Auch «Content» stellt einen wichtigen Aspekt der Nachrichtenkompetenz dar, welcher die Differenzierung zwischen verschiedenen Textsorten sowie die Trennung von Meinung und Fakten umfasst. Der vierte Pfeiler, «Circulation», beschreibt die Nachrichtenverbreitung und das Bewusstsein darüber, dass neben offiziellen Medienhäusern auch Algorithmen an der Verbreitung beteiligt sind. «Consumption» schliesslich fordert eine Selbstreflexion über die eigenen Kompetenzen im Umgang mit Nachrichten.
Von Medienvermittlung und der Rolle als Lehrperson
Weiter ging es mit einer Podiumsdiskussion, in der besonders die Themen der Nachrichtenkompetenz der Jugendlichen und die Medienvermittlung an Schulen debattiert wurden.

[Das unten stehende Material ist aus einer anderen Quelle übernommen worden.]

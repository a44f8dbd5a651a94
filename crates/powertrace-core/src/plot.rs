//! SVG time-series plots.
//!
//! Charts are plain SVG strings: no fonts to bundle, viewable in any browser,
//! and small enough to ship inside the output archive.

use std::fmt::Write as _;
use std::path::{Path, PathBuf};

use chrono::DateTime;

use crate::record::Metric;
use crate::series::TelemetrySeries;

const WIDTH: f64 = 1000.0;
const HEIGHT: f64 = 400.0;
const MARGIN_LEFT: f64 = 80.0;
const MARGIN_RIGHT: f64 = 30.0;
const MARGIN_TOP: f64 = 40.0;
const MARGIN_BOTTOM: f64 = 60.0;
const TICKS: usize = 5;
const PALETTE: [&str; 6] = ["#1f77b4", "#ff7f0e", "#2ca02c", "#d62728", "#9467bd", "#8c564b"];

/// Which quantity goes on the x-axis.
#[derive(Debug, Clone, Copy, PartialEq, Eq, Default)]
pub enum XAxis {
    /// Seconds since the first sample.
    #[default]
    Elapsed,
    /// Wall-clock time, UTC.
    Time,
}

impl XAxis {
    pub fn parse(s: &str) -> Option<Self> {
        match s {
            "elapsed" => Some(Self::Elapsed),
            "time" => Some(Self::Time),
            _ => None,
        }
    }

    pub fn as_str(self) -> &'static str {
        match self {
            Self::Elapsed => "elapsed",
            Self::Time => "time",
        }
    }

    pub fn label(self) -> &'static str {
        match self {
            Self::Elapsed => "Elapsed seconds",
            Self::Time => "Time (UTC)",
        }
    }
}

impl std::fmt::Display for XAxis {
    fn fmt(&self, f: &mut std::fmt::Formatter<'_>) -> std::fmt::Result {
        f.write_str(self.as_str())
    }
}

// ---------------------------------------------------------------------------
// Chart model
// ---------------------------------------------------------------------------

/// One line on a chart.
#[derive(Debug, Clone)]
pub struct ChartLine {
    pub label: String,
    pub points: Vec<(f64, f64)>,
}

/// A line chart ready to render.
#[derive(Debug, Clone)]
pub struct LineChart {
    pub title: String,
    pub x_axis: XAxis,
    pub y_label: Option<String>,
    pub lines: Vec<ChartLine>,
}

impl LineChart {
    /// Chart of the given metrics from a series. Lines for metrics absent
    /// from the series are left out.
    pub fn from_series(
        series: &TelemetrySeries,
        x_axis: XAxis,
        metrics: &[(Metric, &str)],
        title: impl Into<String>,
        y_label: Option<&str>,
    ) -> Self {
        let xs = x_values(series, x_axis);
        let lines = metrics
            .iter()
            .filter(|(m, _)| series.has_metric(*m))
            .map(|&(metric, label)| ChartLine {
                label: label.to_string(),
                points: series
                    .records()
                    .iter()
                    .zip(&xs)
                    .filter_map(|(r, &x)| r.metric(metric).map(|y| (x, y)))
                    .collect(),
            })
            .collect();
        Self {
            title: title.into(),
            x_axis,
            y_label: y_label.map(str::to_string),
            lines,
        }
    }

    pub fn is_empty(&self) -> bool {
        self.lines.iter().all(|l| l.points.is_empty())
    }
}

fn x_values(series: &TelemetrySeries, x_axis: XAxis) -> Vec<f64> {
    match x_axis {
        XAxis::Elapsed => series.elapsed_s().to_vec(),
        XAxis::Time => series
            .records()
            .iter()
            .map(|r| r.timestamp.timestamp() as f64 + f64::from(r.timestamp.timestamp_subsec_nanos()) / 1e9)
            .collect(),
    }
}

// ---------------------------------------------------------------------------
// Rendering
// ---------------------------------------------------------------------------

fn extent(values: impl Iterator<Item = f64>) -> (f64, f64) {
    let (lo, hi) = values.fold((f64::INFINITY, f64::NEG_INFINITY), |(lo, hi), v| {
        (lo.min(v), hi.max(v))
    });
    if !lo.is_finite() || !hi.is_finite() {
        return (0.0, 1.0);
    }
    if (hi - lo).abs() < f64::EPSILON {
        let pad = if lo.abs() > 1.0 { lo.abs() * 0.05 } else { 0.5 };
        return (lo - pad, hi + pad);
    }
    (lo, hi)
}

fn escape_xml(s: &str) -> String {
    s.replace('&', "&amp;")
        .replace('<', "&lt;")
        .replace('>', "&gt;")
        .replace('"', "&quot;")
}

fn format_number(v: f64) -> String {
    let a = v.abs();
    if a >= 100.0 {
        format!("{v:.0}")
    } else if a >= 1.0 {
        format!("{v:.1}")
    } else {
        format!("{v:.2}")
    }
}

fn format_tick(v: f64, x_axis: XAxis) -> String {
    match x_axis {
        XAxis::Elapsed => format_number(v),
        XAxis::Time => DateTime::from_timestamp(v.floor() as i64, 0)
            .map(|t| t.format("%H:%M:%S").to_string())
            .unwrap_or_else(|| format_number(v)),
    }
}

/// Render a chart as a standalone SVG document.
pub fn render_line_chart(chart: &LineChart) -> String {
    let plot_w = WIDTH - MARGIN_LEFT - MARGIN_RIGHT;
    let plot_h = HEIGHT - MARGIN_TOP - MARGIN_BOTTOM;
    let all_points = || chart.lines.iter().flat_map(|l| l.points.iter());
    let (x_min, x_max) = extent(all_points().map(|p| p.0));
    let (y_min, y_max) = extent(all_points().map(|p| p.1));
    let sx = |x: f64| MARGIN_LEFT + (x - x_min) / (x_max - x_min) * plot_w;
    let sy = |y: f64| MARGIN_TOP + plot_h - (y - y_min) / (y_max - y_min) * plot_h;

    let mut svg = String::new();
    let _ = writeln!(
        svg,
        r#"<svg xmlns="http://www.w3.org/2000/svg" width="{WIDTH}" height="{HEIGHT}" viewBox="0 0 {WIDTH} {HEIGHT}" font-family="sans-serif" font-size="12">"#
    );
    let _ = writeln!(svg, r#"<rect width="100%" height="100%" fill="white"/>"#);
    let _ = writeln!(
        svg,
        r#"<text x="{}" y="24" text-anchor="middle" font-size="16">{}</text>"#,
        WIDTH / 2.0,
        escape_xml(&chart.title)
    );

    // Grid and ticks.
    for i in 0..=TICKS {
        let f = i as f64 / TICKS as f64;
        let xv = x_min + f * (x_max - x_min);
        let yv = y_min + f * (y_max - y_min);
        let (px, py) = (sx(xv), sy(yv));
        let _ = writeln!(
            svg,
            r##"<line x1="{px:.1}" y1="{MARGIN_TOP}" x2="{px:.1}" y2="{:.1}" stroke="#e0e0e0"/>"##,
            MARGIN_TOP + plot_h
        );
        let _ = writeln!(
            svg,
            r#"<text x="{px:.1}" y="{:.1}" text-anchor="middle">{}</text>"#,
            MARGIN_TOP + plot_h + 18.0,
            escape_xml(&format_tick(xv, chart.x_axis))
        );
        let _ = writeln!(
            svg,
            r##"<line x1="{MARGIN_LEFT}" y1="{py:.1}" x2="{:.1}" y2="{py:.1}" stroke="#e0e0e0"/>"##,
            MARGIN_LEFT + plot_w
        );
        let _ = writeln!(
            svg,
            r#"<text x="{:.1}" y="{:.1}" text-anchor="end">{}</text>"#,
            MARGIN_LEFT - 6.0,
            py + 4.0,
            format_number(yv)
        );
    }

    // Axes.
    let _ = writeln!(
        svg,
        r#"<rect x="{MARGIN_LEFT}" y="{MARGIN_TOP}" width="{plot_w}" height="{plot_h}" fill="none" stroke="black"/>"#
    );
    let _ = writeln!(
        svg,
        r#"<text x="{:.1}" y="{:.1}" text-anchor="middle">{}</text>"#,
        MARGIN_LEFT + plot_w / 2.0,
        HEIGHT - 14.0,
        chart.x_axis.label()
    );
    if let Some(ref label) = chart.y_label {
        let _ = writeln!(
            svg,
            r#"<text x="18" y="{0:.1}" text-anchor="middle" transform="rotate(-90 18 {0:.1})">{1}</text>"#,
            MARGIN_TOP + plot_h / 2.0,
            escape_xml(label)
        );
    }

    for (i, line) in chart.lines.iter().enumerate() {
        if line.points.is_empty() {
            continue;
        }
        let color = PALETTE[i % PALETTE.len()];
        let coords: Vec<String> = line
            .points
            .iter()
            .map(|&(x, y)| format!("{:.2},{:.2}", sx(x), sy(y)))
            .collect();
        let _ = writeln!(
            svg,
            r#"<polyline fill="none" stroke="{color}" stroke-width="1.5" points="{}"/>"#,
            coords.join(" ")
        );
    }

    if chart.lines.len() > 1 {
        for (i, line) in chart.lines.iter().enumerate() {
            let color = PALETTE[i % PALETTE.len()];
            let y = MARGIN_TOP + 14.0 + i as f64 * 16.0;
            let x = MARGIN_LEFT + 10.0;
            let _ = writeln!(
                svg,
                r#"<line x1="{x}" y1="{y}" x2="{}" y2="{y}" stroke="{color}" stroke-width="2"/>"#,
                x + 20.0
            );
            let _ = writeln!(
                svg,
                r#"<text x="{}" y="{}">{}</text>"#,
                x + 26.0,
                y + 4.0,
                escape_xml(&line.label)
            );
        }
    }

    svg.push_str("</svg>\n");
    svg
}

// ---------------------------------------------------------------------------
// Plot files
// ---------------------------------------------------------------------------

/// Plot one metric to `path`. Returns `Ok(false)` without writing anything
/// when the metric never appears in the series.
pub fn plot_timeseries(
    series: &TelemetrySeries,
    x_axis: XAxis,
    metric: Metric,
    title: &str,
    path: &Path,
    y_label: Option<&str>,
) -> std::io::Result<bool> {
    let chart = LineChart::from_series(series, x_axis, &[(metric, metric.key())], title, y_label);
    if chart.is_empty() {
        log::debug!("skipping {} plot: no {metric} data", path.display());
        return Ok(false);
    }
    std::fs::write(path, render_line_chart(&chart))?;
    Ok(true)
}

/// One entry of the standard per-metric plot set.
struct PlotSpec {
    metric: Metric,
    file: &'static str,
    title: &'static str,
    y_label: &'static str,
    /// Host metrics are not prefixed with the device label.
    host: bool,
}

const STANDARD_PLOTS: [PlotSpec; 4] = [
    PlotSpec {
        metric: Metric::PowerWatts,
        file: "power_watts.svg",
        title: "Power (W)",
        y_label: "Watts",
        host: false,
    },
    PlotSpec {
        metric: Metric::GpuUtilization,
        file: "gpu_utilization.svg",
        title: "GPU Utilization (%)",
        y_label: "Percent",
        host: false,
    },
    PlotSpec {
        metric: Metric::MemoryUsedMb,
        file: "gpu_memory_used.svg",
        title: "GPU Memory Used (MB)",
        y_label: "MB",
        host: false,
    },
    PlotSpec {
        metric: Metric::CpuUtilization,
        file: "cpu_utilization.svg",
        title: "Host CPU Utilization (%)",
        y_label: "Percent",
        host: true,
    },
];

/// File name of the combined power/CPU/GPU chart.
pub const OVERVIEW_PLOT: &str = "system_metrics.svg";

/// Device label used in plot titles, e.g. `NVIDIA A100 (index 0)`.
pub fn device_label(series: &TelemetrySeries) -> String {
    let name = series.gpu_name().unwrap_or("GPU");
    match series.gpu_index() {
        Some(i) => format!("{name} (index {i})"),
        None => format!("{name} (index NA)"),
    }
}

/// Write the per-metric plots plus the overview chart into `out_dir`.
/// Returns the paths actually written.
pub fn write_standard_plots(
    series: &TelemetrySeries,
    x_axis: XAxis,
    out_dir: &Path,
) -> std::io::Result<Vec<PathBuf>> {
    let base = device_label(series);
    let mut written = Vec::new();

    for spec in &STANDARD_PLOTS {
        let title = if spec.host {
            spec.title.to_string()
        } else {
            format!("{base} {}", spec.title)
        };
        let path = out_dir.join(spec.file);
        if plot_timeseries(series, x_axis, spec.metric, &title, &path, Some(spec.y_label))? {
            written.push(path);
        }
    }

    let overview = LineChart::from_series(
        series,
        x_axis,
        &[
            (Metric::PowerWatts, "GPU Power (W)"),
            (Metric::CpuUtilization, "CPU Utilization (%)"),
            (Metric::GpuUtilization, "GPU Utilization (%)"),
        ],
        "System Metrics Over Time",
        Some("Metrics Values"),
    );
    if !overview.is_empty() {
        let path = out_dir.join(OVERVIEW_PLOT);
        std::fs::write(&path, render_line_chart(&overview))?;
        written.push(path);
    }

    Ok(written)
}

Kaspar Vogel, Sekundarschullehrer der Stufen B und C in Veltheim, fasste das Verhalten seiner Schülerinnen und Schüler folgendermassen zusammen: «Nachrichtenschauen auf Blick? Nein. 20 Minuten? Vielleicht. Vielmehr aber auf TikTok, Instagram und Snapchat.» Dies seien die zentralen Informationsquellen zu Themen wie etwa der amerikanischen Präsidentschaftswahl oder dem Krieg in Gaza. Dass die Jugendlichen auf solchen Plattformen oft auf islamfreundliche Inhalte stossen und sehr einseitig über diese Thematiken informiert werden, erachte er als Gefahr.
Eine kritische Hinterfragung fände nämlich nicht statt. Die Frage, ob die Fakten stimmen, spiele keine Rolle, vielmehr, ob es «Lust mache», diese Videos anzusehen. Die Nachrichten bräuchten einen reisserischen Charakter, um die Jugendlichen zu unterhalten. Ein Lehrer aus dem Publikum stimmt dem Phänomen zu. Letztens hätte ihn ein Schüler auf ein Video angesprochen, in dem eine Katze über eine Bibel gelaufen sei, nicht aber über einen Koran. Deswegen läge es an der Lehrperson, solche Aussagen zu verifizieren – in seinem Fall mit einem wissenschaftlichen Experiment, in dem die Situation nachgestellt wurde.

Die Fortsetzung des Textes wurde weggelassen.